▶ **MATERIAL SHOWN**:
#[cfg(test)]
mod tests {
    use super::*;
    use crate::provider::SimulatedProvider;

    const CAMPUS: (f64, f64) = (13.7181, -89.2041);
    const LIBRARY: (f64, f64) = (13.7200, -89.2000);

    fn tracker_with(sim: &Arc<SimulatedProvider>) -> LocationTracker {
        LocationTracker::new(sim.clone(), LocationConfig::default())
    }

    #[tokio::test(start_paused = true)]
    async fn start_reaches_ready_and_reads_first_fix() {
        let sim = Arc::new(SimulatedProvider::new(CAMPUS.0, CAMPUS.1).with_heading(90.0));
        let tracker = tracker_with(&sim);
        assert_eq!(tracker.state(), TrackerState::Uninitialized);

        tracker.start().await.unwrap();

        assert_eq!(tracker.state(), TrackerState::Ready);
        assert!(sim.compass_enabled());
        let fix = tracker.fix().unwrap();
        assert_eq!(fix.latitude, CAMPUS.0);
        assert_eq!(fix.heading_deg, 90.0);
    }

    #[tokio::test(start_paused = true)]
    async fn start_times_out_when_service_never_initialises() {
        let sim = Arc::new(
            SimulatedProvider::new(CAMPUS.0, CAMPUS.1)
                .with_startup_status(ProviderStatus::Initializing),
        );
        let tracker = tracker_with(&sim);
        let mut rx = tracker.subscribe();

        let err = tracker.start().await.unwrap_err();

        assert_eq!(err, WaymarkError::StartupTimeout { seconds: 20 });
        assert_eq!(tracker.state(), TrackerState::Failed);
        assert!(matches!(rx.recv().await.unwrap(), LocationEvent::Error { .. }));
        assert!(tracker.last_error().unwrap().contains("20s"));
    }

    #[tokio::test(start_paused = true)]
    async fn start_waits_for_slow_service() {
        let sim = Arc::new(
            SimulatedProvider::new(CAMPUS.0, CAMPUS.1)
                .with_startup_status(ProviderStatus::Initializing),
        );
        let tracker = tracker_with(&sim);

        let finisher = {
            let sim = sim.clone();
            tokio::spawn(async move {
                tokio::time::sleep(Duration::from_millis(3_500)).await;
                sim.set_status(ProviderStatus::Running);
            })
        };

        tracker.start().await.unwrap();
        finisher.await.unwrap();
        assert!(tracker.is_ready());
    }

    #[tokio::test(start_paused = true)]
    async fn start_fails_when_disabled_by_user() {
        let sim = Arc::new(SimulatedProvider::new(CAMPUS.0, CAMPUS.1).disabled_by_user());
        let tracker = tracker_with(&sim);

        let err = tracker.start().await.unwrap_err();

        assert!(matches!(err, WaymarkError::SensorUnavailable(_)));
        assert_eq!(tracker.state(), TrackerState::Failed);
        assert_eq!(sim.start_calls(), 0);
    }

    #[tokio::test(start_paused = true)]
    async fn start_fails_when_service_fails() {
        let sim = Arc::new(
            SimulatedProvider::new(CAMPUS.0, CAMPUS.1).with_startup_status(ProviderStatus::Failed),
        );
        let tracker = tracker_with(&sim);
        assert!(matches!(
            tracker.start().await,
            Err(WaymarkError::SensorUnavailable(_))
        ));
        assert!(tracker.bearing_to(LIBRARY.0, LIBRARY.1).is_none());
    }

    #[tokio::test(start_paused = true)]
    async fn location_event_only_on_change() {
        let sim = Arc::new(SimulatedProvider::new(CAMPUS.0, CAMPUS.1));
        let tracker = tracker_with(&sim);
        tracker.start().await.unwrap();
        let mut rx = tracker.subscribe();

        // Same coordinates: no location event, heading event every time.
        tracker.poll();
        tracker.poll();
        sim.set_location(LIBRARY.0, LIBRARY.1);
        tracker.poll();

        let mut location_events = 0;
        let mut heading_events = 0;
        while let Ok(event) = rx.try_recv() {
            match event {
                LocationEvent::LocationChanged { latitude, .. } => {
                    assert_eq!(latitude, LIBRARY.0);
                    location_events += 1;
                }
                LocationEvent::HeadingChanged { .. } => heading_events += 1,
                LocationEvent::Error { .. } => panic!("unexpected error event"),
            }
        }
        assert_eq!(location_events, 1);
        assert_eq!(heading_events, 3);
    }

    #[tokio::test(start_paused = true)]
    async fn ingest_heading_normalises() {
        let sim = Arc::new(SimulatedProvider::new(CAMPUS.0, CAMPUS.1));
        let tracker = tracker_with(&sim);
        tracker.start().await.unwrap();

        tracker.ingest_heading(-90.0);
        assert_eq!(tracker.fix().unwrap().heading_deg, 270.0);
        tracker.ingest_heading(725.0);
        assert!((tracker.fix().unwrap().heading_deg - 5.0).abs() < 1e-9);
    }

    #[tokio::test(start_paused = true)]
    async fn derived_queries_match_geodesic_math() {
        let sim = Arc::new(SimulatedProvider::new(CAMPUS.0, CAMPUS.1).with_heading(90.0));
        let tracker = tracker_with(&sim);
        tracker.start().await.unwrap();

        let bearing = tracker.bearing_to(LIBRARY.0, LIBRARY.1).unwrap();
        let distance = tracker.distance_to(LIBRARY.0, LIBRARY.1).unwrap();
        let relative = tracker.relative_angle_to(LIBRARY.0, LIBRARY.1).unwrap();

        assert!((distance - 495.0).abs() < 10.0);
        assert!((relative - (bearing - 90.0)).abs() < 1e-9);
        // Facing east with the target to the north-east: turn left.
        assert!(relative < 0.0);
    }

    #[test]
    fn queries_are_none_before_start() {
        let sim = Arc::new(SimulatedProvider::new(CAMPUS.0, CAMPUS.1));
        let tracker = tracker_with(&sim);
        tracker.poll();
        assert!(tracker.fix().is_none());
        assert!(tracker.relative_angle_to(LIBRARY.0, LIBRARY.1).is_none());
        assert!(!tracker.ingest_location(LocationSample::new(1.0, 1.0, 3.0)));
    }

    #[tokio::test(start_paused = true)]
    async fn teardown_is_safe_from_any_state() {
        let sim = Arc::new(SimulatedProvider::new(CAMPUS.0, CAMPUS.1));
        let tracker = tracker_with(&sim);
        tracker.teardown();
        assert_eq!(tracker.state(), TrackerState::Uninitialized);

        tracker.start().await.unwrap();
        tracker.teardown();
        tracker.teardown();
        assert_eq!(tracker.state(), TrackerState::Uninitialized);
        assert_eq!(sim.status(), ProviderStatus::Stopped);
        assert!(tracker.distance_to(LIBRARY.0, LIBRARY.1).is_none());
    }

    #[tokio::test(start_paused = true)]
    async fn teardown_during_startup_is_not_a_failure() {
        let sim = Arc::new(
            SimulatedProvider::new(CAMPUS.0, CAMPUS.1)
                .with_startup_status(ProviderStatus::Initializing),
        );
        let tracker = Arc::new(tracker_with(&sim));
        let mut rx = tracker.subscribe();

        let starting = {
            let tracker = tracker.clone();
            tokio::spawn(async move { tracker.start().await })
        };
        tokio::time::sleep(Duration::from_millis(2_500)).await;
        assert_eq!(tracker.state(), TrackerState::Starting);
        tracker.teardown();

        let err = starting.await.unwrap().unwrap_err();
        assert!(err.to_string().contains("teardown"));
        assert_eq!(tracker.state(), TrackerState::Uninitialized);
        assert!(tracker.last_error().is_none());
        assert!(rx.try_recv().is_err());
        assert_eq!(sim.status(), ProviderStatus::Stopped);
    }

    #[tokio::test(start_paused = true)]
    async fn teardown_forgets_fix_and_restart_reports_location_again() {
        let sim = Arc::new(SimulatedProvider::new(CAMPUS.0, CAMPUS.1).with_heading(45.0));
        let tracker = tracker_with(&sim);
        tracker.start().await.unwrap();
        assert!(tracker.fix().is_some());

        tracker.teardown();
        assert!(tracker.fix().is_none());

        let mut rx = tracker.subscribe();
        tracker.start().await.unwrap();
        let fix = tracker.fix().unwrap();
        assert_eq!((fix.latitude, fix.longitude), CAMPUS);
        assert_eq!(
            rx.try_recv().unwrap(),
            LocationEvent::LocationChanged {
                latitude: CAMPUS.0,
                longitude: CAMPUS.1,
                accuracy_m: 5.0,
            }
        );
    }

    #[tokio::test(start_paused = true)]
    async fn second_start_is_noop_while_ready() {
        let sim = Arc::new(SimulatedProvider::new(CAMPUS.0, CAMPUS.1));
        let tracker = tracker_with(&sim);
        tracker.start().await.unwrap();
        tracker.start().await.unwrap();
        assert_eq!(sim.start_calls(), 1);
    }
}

▶ **PROBLEM TO SOLVE**: Reproduce every line from the entries that holds the word "latitude".

▶ **WRITTEN RESPONSE**:
        assert_eq!(fix.latitude, CAMPUS.0);
                LocationEvent::LocationChanged { latitude, .. } => {
                    assert_eq!(latitude, LIBRARY.0);
        assert_eq!((fix.latitude, fix.longitude), CAMPUS);
                latitude: CAMPUS.0,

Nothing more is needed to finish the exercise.